"draw" vs. "sample" and warmup vs. sampling iterations

Andrew and Michael:

You two should decide on the terminology we’re going to
use for what Andrew’s been encouraging me to call a “draw”.

We have parameters that show up in each warmup iteration
and each sampling iteration.

Andrew corrects me every time I use “sample” to
describe a single draw. I know the literature does
this everywhere and that “sample” is, in practice, ambiguous
between a draw and a sequence of draws.

I don’t care what the answer is, but I want to be consistent
across our writing and our interfacing if we can compromise
on something agreeable to everyone.

  • Bob

P.S. Andrew — I cc-ed you this, but you probably want to turn
on Discourse email notification. No, I don’t recall how to do it.

1 Like

+1 It would be great to come to a consensus on this. Currently I try to use Andrew’s convention in the doc for our R packages when I remember, but I can change that if necessary.

Hi, Bob. I do have Discourse email notification now!

Here’s my suggestion:
Each iteration of HMC has some number of steps. Thus we can talk about the number of steps in an HMC iteration, and also the number of iterations, and also the number of chains.

I used to prefer the term sequence but I guess now I’m ok with chains, since everyone uses the term.

Warm-up is the right term for the iterations we do while adapting. I don’t have a favored term for post-warm-up iterations. We could call them saved iterations unless someone has a pithier term. In the previous email it sounds like Mike wants Stan runs to be characterized by # warm-up iterations and # saved iterations, rather than # warm-up iterations and # total iterations which is how rstan currently does it. I’m happy to do it either way. But, thinking about it, I see the appeal of Mike’s recommendation, in that it’s convenient if I run 4 chains with 1000 saved iterations each, that I now have 4000 saved iterations. That’s more convenient than the current version where we have to remember to divide by 2.
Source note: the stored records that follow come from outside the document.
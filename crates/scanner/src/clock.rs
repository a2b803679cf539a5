//! Injectable time source.

use async_trait::async_trait;
use std::sync::Mutex;
use std::time::Duration;

/// Time source used for lease polling and radar pacing.
#[async_trait]
pub trait Clock: Send + Sync {
    async fn sleep(&self, duration: Duration);
}

/// Tokio's clock. Honours `tokio::time::pause` in tests.
#[derive(Debug, Default, Clone, Copy)]
pub struct SystemClock;

#[async_trait]
impl Clock for SystemClock {
    async fn sleep(&self, duration: Duration) {
        tokio::time::sleep(duration).await;
    }
}

/// A clock that never waits. Each sleep advances virtual time and is
/// recorded for inspection.
#[derive(Debug, Default)]
pub struct FakeClock {
    elapsed: Mutex<Duration>,
    sleeps: Mutex<Vec<Duration>>,
}

impl FakeClock {
    pub fn new() -> Self {
        Self::default()
    }

    /// Total virtual time slept.
    pub fn elapsed(&self) -> Duration {
        *self.elapsed.lock().unwrap_or_else(|e| e.into_inner())
    }

    /// Every sleep so far, in order.
    pub fn sleeps(&self) -> Vec<Duration> {
        self.sleeps.lock().unwrap_or_else(|e| e.into_inner()).clone()
    }
}

#[async_trait]
impl Clock for FakeClock {
    async fn sleep(&self, duration: Duration) {
        {
            let mut elapsed = self.elapsed.lock().unwrap_or_else(|e| e.into_inner());
            *elapsed += duration;
        }
        self.sleeps
            .lock()
            .unwrap_or_else(|e| e.into_inner())
            .push(duration);
        tokio::task::yield_now().await;
    }
}

#[cfg(test)]
mod tests {
    use super::*;

    #[tokio::test]
    async fn test_fake_clock_records_sleeps() {
        let clock = FakeClock::new();
        clock.sleep(Duration::from_secs(1)).await;
        clock.sleep(Duration::from_millis(500)).await;
        assert_eq!(clock.elapsed(), Duration::from_millis(1500));
        assert_eq!(
            clock.sleeps(),
            vec![Duration::from_secs(1), Duration::from_millis(500)]
        );
    }

    #[tokio::test(start_paused = true)]
    async fn test_system_clock_follows_tokio_time() {
        let start = tokio::time::Instant::now();
        SystemClock.sleep(Duration::from_secs(30)).await;
        assert!(start.elapsed() >= Duration::from_secs(30));
    }
}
I consider the set of saved iterations to be a sample. A single one of these saved iterations is a draw, but I’d be happy to just call it a saved iteration.

Does this help?
A

I also prefer number of warmup iterations and number
of post-warmup iterations as parameters.

I’ve been sticking to your terminology, but the current
argument names in CmdStan are

  • “num_warmup” for the number of warmup iterations, and

  • “num_samples” for the number of post warmup iterations

All of this is for a single chain.

We might be able to add an alternative to and then
deprecate “num_samples”.

  • Bob

rstan has iter and chains, but I’ve always preferred something like n_iter and n_chains. But is “num_” more of a standard in the CS world?
For cmdstan we could do:
num_iter_warmup
num_iter_postwarmup
num_chains
(If it were up to me, I think I’d prefer “n_” to “num_”, but I will defer to whatever is standard.)

I don’t think we need to indicate the type on the variable
name with an “n_” or “num_” prefix. They just suck up
space and aren’t used conventionally in R itself (at least
as far as I know).

To me, it looks like writing “sd_sigma” or “std_dev_sigma”.

  • Bob

Okay, technically there are a few different concepts being thrown around here.

Samples are any sequence of states from the target sample space, {q_0, q_1, …, q_N} such that the empirical average \hat{f} = (1/N + 1) sum_{n = 0}^{N} f(q_n) converges to the true expectation, E_pi [ f ]. We can have independent samples where each element of the sequence is independent of the others, in which case we can think about the samples as an unordered collection. Alternatively we can have correlated samples where the sequence order matters. Note that any given element from the sequence need not have any nice properties – it’s just the sequence itself that matters.

A Markov chain uses a Markov transition to generate just such a sequence – N transitions of the chain yield a sequence of size N. If the Markov transition preserves a probability distribution then this sequence can be interpreted as correlated samples from that distribution.

If we are considering implementing the Markov chain algorithmically, then each transition defines one iteration of the algorithm.

So samples refer a sequence of states, transitions refer to what generates that sequence, and iterations refers to the algorithm that applies multiple transitions to generate an entire Markov chain.

So all of the naming conventions being thrown around are “correct” in their own way. I would be most happy using “samples” or “transitions” as what we keep, with “warmup” referring to what we throw away to improve the convergence of the sequences. We can also try to come up with a useful adjective for the samples that we keep. “Active”? “Functional”? “Target”? “Equilibrium”?

The really big issue here, however, is what the user sets. In CmdStan the number of warmup transitions and kept transitions independently as those two phases have very different properties. In RStan the total number of transitions is specified, my guess is that was motivated by wanting to specify the overall run time.

After warmup the samples should be “warm samples” (and smooth but not fuzzy) ;-)

And then the real comment: “target samples” sounds good as they are samples from the target distribution.

Aki

  1. Please don’t use “sample” to refer to an individual iterations. That’s just confusing. We can say warm-up iterations and post-warmup iterations. The set of post-warmup iterations is the sample that we use for posterior inference.

  2. I too was thinking of “target sample” but I don’t like this because, if convergence is poor, the post-warmup iterations are not necessarily from anything close to the target distribution. For similar reasons I don’t like “equlibirum.”

Again, it’s tricky, because unless the samples are independent then it doesn’t really make sense to talk about which of them “come from the target distribution”. It’s the entire sequence that targets the distribution. The visual analogy of converging to and then exploring the typical set requires geometric ergodicity and even then is a metaphor for the abstract mathematics.

But maybe it’s easier to not get too pedantic and pick something that sounds reasonable.

@betanalpha, I think @andrewgelman wants you to replace “samples” with “draws.”

But “draw” is just an immediate synonym for “sample” that doesn’t add any clarification. All of the confusion about sample carries over to draw. Really the only benefit is that draw isn’t used as much so “it can be defined how we want it to be defined”, an argument that I absolutely hate in mathematics/statistics/whatever.

I actually said “close to the target distribution”!

Andrew distinguishing between “draw” and “sample” where they aren’t
synonyms. He’s defining “sample” as the collection and “draw” as the item.

Yes. I think “sample” is the collection. I’m happy using “iteration” as the item. But the “iterations” become “draws” once they’re taken out of sequence and are used to summarize the posterior.